Image: Olivier Coipel and Justin Ponsor (Marvel Comics)

Gwen, however, was far more quickly accepted into the hearts of Spider-fans. Thanks to the killer combo of an intriguing premise—a parallel world where the spider bit her rather than Peter, and where the latter’s death formed the moral core for Gwen, as opposed to an Uncle Ben figure—and an instantly beloved design, Gwen became a smash hit from the minute she debuted in the pages of the prequel series Edge of Spider-Verse. Jason Latour, Robbi Rodriguez, and Rico Renzi’s solo series instantly became one of Marvel’s biggest hits in 2015, and that success saw her spin off into other comic series, animated appearances, and now, thanks to Spider-Man: Into the Spider-Verse, the big screen later this year.

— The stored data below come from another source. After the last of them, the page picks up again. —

//! CSV loading for the daily and hourly tables

use std::fs::File;
use std::io::Read;
use std::path::Path;

use bikeshare_common::{BikeshareError, Result};
use tracing::{debug, info, instrument};

use crate::record::{RawRow, RentalRecord, TableKind};

/// Load the daily table from a CSV file
pub fn load_daily<P: AsRef<Path>>(path: P) -> Result<Vec<RentalRecord>> {
    load_table(path.as_ref(), TableKind::Daily)
}

/// Load the hourly table from a CSV file
pub fn load_hourly<P: AsRef<Path>>(path: P) -> Result<Vec<RentalRecord>> {
    load_table(path.as_ref(), TableKind::Hourly)
}

#[instrument(skip_all, fields(path = %path.display(), kind = kind.name()))]
fn load_table(path: &Path, kind: TableKind) -> Result<Vec<RentalRecord>> {
    let source = path.display().to_string();
    let file = File::open(path)
        .map_err(|e| BikeshareError::data(&source, format!("cannot open file: {e}")))?;

    let records = read_records(file, &source, kind)?;
    info!(rows = records.len(), "Loaded {} table", kind.name());
    Ok(records)
}

/// Parse and validate rows from any reader.
///
/// `source` names the input in error messages. The first invalid row aborts
/// the load with its line number.
pub fn read_records<R: Read>(reader: R, source: &str, kind: TableKind) -> Result<Vec<RentalRecord>> {
    let mut reader = csv::ReaderBuilder::new().trim(csv::Trim::All).from_reader(reader);

    let headers = reader
        .headers()
        .map_err(|e| BikeshareError::data(source, format!("cannot read header: {e}")))?
        .clone();
    debug!(columns = headers.len(), "Read CSV header");

    let mut row = csv::StringRecord::new();
    let mut records = Vec::new();
    loop {
        let has_row = reader.read_record(&mut row).map_err(|e| {
            let line = e.position().map(|p| p.line()).unwrap_or_default();
            BikeshareError::data_at_line(source, line, e.to_string())
        })?;
        if !has_row {
            break;
        }

        let line = row.position().map(|p| p.line()).unwrap_or_default();
        let raw: RawRow = row
            .deserialize(Some(&headers))
            .map_err(|e| BikeshareError::data_at_line(source, line, describe_csv_error(&e)))?;
        let record = raw
            .into_record(kind)
            .map_err(|e| BikeshareError::data_at_line(source, line, e.to_string()))?;
        records.push(record);
    }

    Ok(records)
}

fn describe_csv_error(err: &csv::Error) -> String {
    match err.kind() {
        csv::ErrorKind::Deserialize { err, .. } => match err.field() {
            Some(field) => format!("column {}: {}", field + 1, err.kind()),
            None => err.kind().to_string(),
        },
        _ => err.to_string(),
    }
}
//! Categorical domain types shared by the data, graph and dashboard crates

use chrono::Weekday;
use serde::{Deserialize, Serialize};
use std::fmt;

use crate::{BikeshareError, Result};

/// Meteorological season as encoded in the dataset (1-4)
#[derive(Debug, Clone, Copy, PartialEq, Eq, Hash, PartialOrd, Ord, Serialize, Deserialize)]
pub enum Season {
    Spring,
    Summer,
    Fall,
    Winter,
}

impl Season {
    /// All seasons in dataset code order
    pub const ALL: [Season; 4] = [Season::Spring, Season::Summer, Season::Fall, Season::Winter];

    /// Dataset code for this season
    pub fn code(self) -> u8 {
        match self {
            Season::Spring => 1,
            Season::Summer => 2,
            Season::Fall => 3,
            Season::Winter => 4,
        }
    }

    /// Display name
    pub fn name(self) -> &'static str {
        match self {
            Season::Spring => "Spring",
            Season::Summer => "Summer",
            Season::Fall => "Fall",
            Season::Winter => "Winter",
        }
    }
}

impl TryFrom<u8> for Season {
    type Error = BikeshareError;

    fn try_from(code: u8) -> Result<Self> {
        match code {
            1 => Ok(Season::Spring),
            2 => Ok(Season::Summer),
            3 => Ok(Season::Fall),
            4 => Ok(Season::Winter),
            other => Err(BikeshareError::validation_field(
                format!("season code {other} is outside 1-4"),
                "season",
            )),
        }
    }
}

impl fmt::Display for Season {
    fn fmt(&self, f: &mut fmt::Formatter<'_>) -> fmt::Result {
        f.write_str(self.name())
    }
}

/// Weather situation category as encoded in the dataset (1-4)
#[derive(Debug, Clone, Copy, PartialEq, Eq, Hash, PartialOrd, Ord, Serialize, Deserialize)]
pub enum WeatherSituation {
    /// Clear, few clouds, partly cloudy
    Clear,
    /// Mist with clouds
    Mist,
    /// Light snow, light rain, scattered thunderstorms
    LightPrecipitation,
    /// Heavy rain, ice pellets, snow with fog
    HeavyPrecipitation,
}

impl WeatherSituation {
    /// All situations in dataset code order
    pub const ALL: [WeatherSituation; 4] = [
        WeatherSituation::Clear,
        WeatherSituation::Mist,
        WeatherSituation::LightPrecipitation,
        WeatherSituation::HeavyPrecipitation,
    ];

    /// Dataset code for this situation
    pub fn code(self) -> u8 {
        match self {
            WeatherSituation::Clear => 1,
            WeatherSituation::Mist => 2,
            WeatherSituation::LightPrecipitation => 3,
            WeatherSituation::HeavyPrecipitation => 4,
        }
    }

    /// Display name
    pub fn name(self) -> &'static str {
        match self {
            WeatherSituation::Clear => "Clear",
            WeatherSituation::Mist => "Mist",
            WeatherSituation::LightPrecipitation => "Light Snow/Rain",
            WeatherSituation::HeavyPrecipitation => "Heavy Rain/Snow",
        }
    }
}

impl TryFrom<u8> for WeatherSituation {
    type Error = BikeshareError;

    fn try_from(code: u8) -> Result<Self> {
        match code {
            1 => Ok(WeatherSituation::Clear),
            2 => Ok(WeatherSituation::Mist),
            3 => Ok(WeatherSituation::LightPrecipitation),
            4 => Ok(WeatherSituation::HeavyPrecipitation),
            other => Err(BikeshareError::validation_field(
                format!("weather situation code {other} is outside 1-4"),
                "weathersit",
            )),
        }
    }
}

impl fmt::Display for WeatherSituation {
    fn fmt(&self, f: &mut fmt::Formatter<'_>) -> fmt::Result {
        f.write_str(self.name())
    }
}

/// Rider category
#[derive(Debug, Clone, Copy, PartialEq, Eq, Hash, PartialOrd, Ord, Serialize, Deserialize)]
pub enum UserType {
    Casual,
    Registered,
}

impl UserType {
    pub const ALL: [UserType; 2] = [UserType::Casual, UserType::Registered];

    pub fn name(self) -> &'static str {
        match self {
            UserType::Casual => "casual",
            UserType::Registered => "registered",
        }
    }
}

impl fmt::Display for UserType {
    fn fmt(&self, f: &mut fmt::Formatter<'_>) -> fmt::Result {
        f.write_str(self.name())
    }
}

/// Weekdays in dataset order (code 0 is Sunday)
pub const WEEKDAYS_FROM_SUNDAY: [Weekday; 7] = [
    Weekday::Sun,
    Weekday::Mon,
    Weekday::Tue,
    Weekday::Wed,
    Weekday::Thu,
    Weekday::Fri,
    Weekday::Sat,
];

/// Decode a dataset weekday code (0 = Sunday .. 6 = Saturday)
pub fn weekday_from_code(code: u8) -> Result<Weekday> {
    WEEKDAYS_FROM_SUNDAY
        .get(usize::from(code))
        .copied()
        .ok_or_else(|| {
            BikeshareError::validation_field(format!("weekday code {code} is outside 0-6"), "weekday")
        })
}

/// Calendar year for a dataset year offset (0 = 2011)
pub fn year_from_offset(offset: u8) -> Result<i32> {
    match offset {
        0 | 1 => Ok(2011 + i32::from(offset)),
        other => Err(BikeshareError::validation_field(
            format!("year offset {other} is outside 0-1"),
            "yr",
        )),
    }
}

#[cfg(test)]
mod tests {
    use super::*;

    #[test]
    fn test_season_codes_round_trip() {
        for season in Season::ALL {
            assert_eq!(Season::try_from(season.code()).unwrap(), season);
        }
        assert!(Season::try_from(0).is_err());
        assert!(Season::try_from(5).is_err());
    }

    #[test]
    fn test_weather_names() {
        assert_eq!(WeatherSituation::try_from(3).unwrap().to_string(), "Light Snow/Rain");
        assert!(WeatherSituation::try_from(9).unwrap_err().is_validation());
    }

    #[test]
    fn test_weekday_codes_start_on_sunday() {
        assert_eq!(weekday_from_code(0).unwrap(), Weekday::Sun);
        assert_eq!(weekday_from_code(6).unwrap(), Weekday::Sat);
        assert!(weekday_from_code(7).is_err());
    }

    #[test]
    fn test_year_offsets() {
        assert_eq!(year_from_offset(0).unwrap(), 2011);
        assert_eq!(year_from_offset(1).unwrap(), 2012);
        assert!(year_from_offset(2).is_err());
    }
}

But while Spider-Verse did so much to celebrate the idea of Spider-Man as a character—a fannish look to the past that looked to the future of where Spidey as a symbol was headed—in the end what makes it such a joy is that, underneath the explosive crossovers and the big blasts of comic book ridiculousness, it has rather simple core conceit. Spider-Man is so much more than just a single man named Peter Parker, or even multiple men named Peter Parker. Spidey is one of the most popular superheroes on the planet, and tons of different incarnations in different mediums over decades of existence have touched the lives of millions of people all over the world. And all those different interpretations all mean something different to that veritable sea of spider-fans.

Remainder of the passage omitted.